The study, published online on February 11 in the journal Cell Metabolism, was led by DRI researchers Midhat H. Abdulreda, Ph.D., assistant professor, and Per-Olof Berggren, Ph.D., adjunct professor of surgery, in collaboration with Alejandro Caicedo, Ph.D., associate professor, and Rayner Rodriguez-Diaz, Ph.D., senior research associate, in the Department of Medicine.
As part of the lab research, humanized mice were generated by transplanting human pancreatic islets into the anterior chamber of the eye, which allowed long-term follow-up and revealed unexpected consequences after continuous daily treatment with liraglutide. The results showed that prolonged liraglutide treatment was associated with initial improvement in human islet function that was followed by an unexpected progressive deterioration over time.
The unanticipated findings raise concern about the potential impact of continuous multi-year use of the popular GLP-1 analogs in diabetic patients.
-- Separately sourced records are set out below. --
//! Serialized graph documents
//!
//! A document is versioned JSON. It can be written as a single line
//! ([`DocumentFormat::Compact`]), tab-indented ([`DocumentFormat::Friendly`])
//! or as URL-safe base64 of the compact form ([`DocumentFormat::Base64`]).
//! Decoding accepts any of the three and validates the JSON against the
//! embedded schema before building the typed [`Document`].

use std::collections::BTreeMap;
use std::fmt;
use std::str::FromStr;
use std::sync::OnceLock;

use base64::{engine::general_purpose, Engine as _};
use jsonschema::Validator;
use serde::{Deserialize, Serialize};

use crate::error::{FlowError, Result};
use crate::tool::Point;

/// Current document version
pub const DOCUMENT_VERSION: u32 = 1;

/// Embedded document schema
const SCHEMA_JSON: &str = include_str!("../schema/document.schema.json");

static VALIDATOR: OnceLock<std::result::Result<Validator, String>> = OnceLock::new();

/// A serialized graph
#[derive(Debug, Clone, PartialEq, Serialize, Deserialize)]
#[serde(rename_all = "camelCase")]
pub struct Document {
    pub version: u32,
    pub tools: Vec<SerializedTool>,
    /// Opaque canvas viewport owned by the UI
    #[serde(default, skip_serializing_if = "Option::is_none")]
    pub viewport: Option<serde_json::Value>,
    #[serde(default, skip_serializing_if = "Option::is_none")]
    pub lock_auto_layout: Option<bool>,
    /// `[toolName, portName]` pairs
    #[serde(default)]
    pub watches: Vec<(String, String)>,
}

impl Default for Document {
    fn default() -> Self {
        Self {
            version: DOCUMENT_VERSION,
            tools: Vec::new(),
            viewport: None,
            lock_auto_layout: None,
            watches: Vec::new(),
        }
    }
}

/// A serialized tool
#[derive(Debug, Clone, PartialEq, Serialize, Deserialize)]
pub struct SerializedTool {
    /// Definition name
    #[serde(rename = "type")]
    pub type_name: String,
    pub name: String,
    #[serde(default, skip_serializing_if = "Option::is_none")]
    pub loc: Option<Point>,
    /// Values of unconnected inputs
    #[serde(default)]
    pub inputs: BTreeMap<String, serde_json::Value>,
    /// Connected inputs as `[sourceToolName, sourceOutputName]`
    #[serde(default)]
    pub connections: BTreeMap<String, (String, String)>,
}

/// Text encoding of a document
#[derive(Debug, Clone, Copy, PartialEq, Eq, Default)]
pub enum DocumentFormat {
    #[default]
    Compact,
    Friendly,
    Base64,
}

impl DocumentFormat {
    pub fn name(&self) -> &'static str {
        match self {
            DocumentFormat::Compact => "compact",
            DocumentFormat::Friendly => "friendly",
            DocumentFormat::Base64 => "base64",
        }
    }
}

impl fmt::Display for DocumentFormat {
    fn fmt(&self, f: &mut fmt::Formatter<'_>) -> fmt::Result {
        f.write_str(self.name())
    }
}

impl FromStr for DocumentFormat {
    type Err = FlowError;

    fn from_str(s: &str) -> Result<Self> {
        match s {
            "compact" => Ok(DocumentFormat::Compact),
            "friendly" => Ok(DocumentFormat::Friendly),
            "base64" => Ok(DocumentFormat::Base64),
            other => Err(FlowError::Encoding(format!("Unknown format: {}", other))),
        }
    }
}

impl Document {
    /// Encode the document as text
    pub fn encode(&self, format: DocumentFormat) -> Result<String> {
        match format {
            DocumentFormat::Compact => Ok(serde_json::to_string(self)?),
            DocumentFormat::Friendly => {
                let mut buf = Vec::new();
                let formatter = serde_json::ser::PrettyFormatter::with_indent(b"\t");
                let mut ser = serde_json::Serializer::with_formatter(&mut buf, formatter);
                self.serialize(&mut ser)?;
                String::from_utf8(buf).map_err(|e| FlowError::Encoding(e.to_string()))
            }
            DocumentFormat::Base64 => {
                let compact = serde_json::to_string(self)?;
                Ok(general_purpose::URL_SAFE_NO_PAD.encode(compact))
            }
        }
    }

    /// Decode and validate a document in any format
    ///
    /// Text that does not start with `{` is treated as base64.
    pub fn decode(data: &str) -> Result<Document> {
        let data = data.trim();
        let json = if data.starts_with('{') {
            data.to_string()
        } else {
            decode_base64(data)?
        };
        let value: serde_json::Value = serde_json::from_str(&json)?;
        validate(&value)?;
        Ok(serde_json::from_value(value)?)
    }
}

fn decode_base64(data: &str) -> Result<String> {
    let normalized: String = data
        .trim_end_matches('=')
        .chars()
        .filter(|c| !c.is_whitespace())
        .map(|c| match c {
            '+' => '-',
            '/' => '_',
            c => c,
        })
        .collect();
    let bytes = general_purpose::URL_SAFE_NO_PAD
        .decode(normalized)
        .map_err(|e| FlowError::Encoding(e.to_string()))?;
    String::from_utf8(bytes).map_err(|e| FlowError::Encoding(e.to_string()))
}

/// Validate raw document JSON against the embedded schema
pub fn validate(value: &serde_json::Value) -> Result<()> {
    let validator = VALIDATOR.get_or_init(|| {
        let schema: serde_json::Value = serde_json::from_str(SCHEMA_JSON)
            .map_err(|e| format!("Failed to parse schema JSON: {}", e))?;
        Validator::new(&schema).map_err(|e| format!("Failed to compile schema: {}", e))
    });
    let validator = validator.as_ref().map_err(|e| FlowError::Schema(e.clone()))?;

    let errors: Vec<String> = validator
        .iter_errors(value)
        .map(|e| {
            let path = e.instance_path.to_string();
            if path.is_empty() {
                e.to_string()
            } else {
                format!("{}: {}", path, e)
            }
        })
        .collect();
    if errors.is_empty() {
        Ok(())
    } else {
        Err(FlowError::Schema(errors.join("; ")))
    }
}

#[cfg(test)]
mod tests {
    use super::*;

    fn sample() -> Document {
        let mut inputs = BTreeMap::new();
        inputs.insert("a".to_string(), serde_json::json!(5));
        inputs.insert(
            "buf".to_string(),
            serde_json::json!({"type": "Buffer", "data": [1, 2]}),
        );
        let mut connections = BTreeMap::new();
        connections.insert("b".to_string(), ("Other".to_string(), "out".to_string()));
        Document {
            tools: vec![SerializedTool {
                type_name: "Add".to_string(),
                name: "Add".to_string(),
                loc: Some(Point::new(20.0, 30.0)),
                inputs,
                connections,
            }],
            watches: vec![("Add".to_string(), "out".to_string())],
            ..Document::default()
        }
    }

    #[test]
    fn test_every_format_decodes() {
        let doc = sample();
        for format in [
            DocumentFormat::Compact,
            DocumentFormat::Friendly,
            DocumentFormat::Base64,
        ] {
            let text = doc.encode(format).unwrap();
            assert_eq!(Document::decode(&text).unwrap(), doc, "format {}", format);
        }
    }

    #[test]
    fn test_compact_and_friendly_shapes() {
        let doc = sample();
        let compact = doc.encode(DocumentFormat::Compact).unwrap();
        assert!(!compact.contains('\n'));
        assert!(compact.starts_with(r#"{"version":1,"tools":[{"type":"Add""#));
        assert!(!compact.contains("lockAutoLayout"));

        let friendly = doc.encode(DocumentFormat::Friendly).unwrap();
        assert!(friendly.contains("\n\t\"tools\""));
    }

    #[test]
    fn test_base64_accepts_padding_and_standard_alphabet() {
        let compact = sample().encode(DocumentFormat::Compact).unwrap();
        let padded = general_purpose::STANDARD.encode(&compact);
        assert_eq!(Document::decode(&padded).unwrap(), sample());
    }

    #[test]
    fn test_schema_rejects_bad_documents() {
        let err = Document::decode(r#"{"version": 2, "tools": []}"#).unwrap_err();
        assert!(matches!(err, FlowError::Schema(_)));

        let err = Document::decode(r#"{"version": 1, "tools": [{"name": "x"}]}"#).unwrap_err();
        assert!(matches!(err, FlowError::Schema(_)));

        let err = Document::decode(
            r#"{"version": 1, "tools": [{"type": "Add", "name": "x", "inputs": {"a": null}}]}"#,
        )
        .unwrap_err();
        assert!(matches!(err, FlowError::Schema(_)));

        let err = Document::decode("%%%").unwrap_err();
        assert!(matches!(err, FlowError::Encoding(_)));
    }

    #[test]
    fn test_missing_optional_fields_default() {
        let doc = Document::decode(r#"{"version": 1, "tools": [{"type": "Add", "name": "x"}]}"#)
            .unwrap();
        assert!(doc.watches.is_empty());
        assert_eq!(doc.tools[0].loc, None);
        assert!(doc.tools[0].inputs.is_empty());
    }

    #[test]
    fn test_format_names_parse() {
        assert_eq!("base64".parse::<DocumentFormat>().unwrap(), DocumentFormat::Base64);
        assert!("yaml".parse::<DocumentFormat>().is_err());
    }
}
“These findings, albeit preliminary, are critical given the current lack of clinical information on the effects of these drugs after many years of continuous use in diabetic patients” said Abdulreda. “We were surprised by these findings, as we expected, based on what we know about these drugs, that liraglutide treatment will improve islet function.”
Researchers concluded that the findings are consistent with the notion that “excessive” activation of the already overworked insulin-producing beta cells under diabetic conditions during long-term treatment with incretin mimetics may lead to metabolic exhaustion of these cells and, ultimately, worsening in the control of blood sugar levels in diabetic patients.
“The findings of the paper are conceptually important to consider prior to prescribing long-term multi-year continuous usage of GLP-1 analogs for the treatment of diabetes,” said Berggren. “This study points to the uniqueness of the humanized mouse anterior chamber of the eye model that we have developed for drug screening.”
The study is expected to be published in print in the journal’s March edition.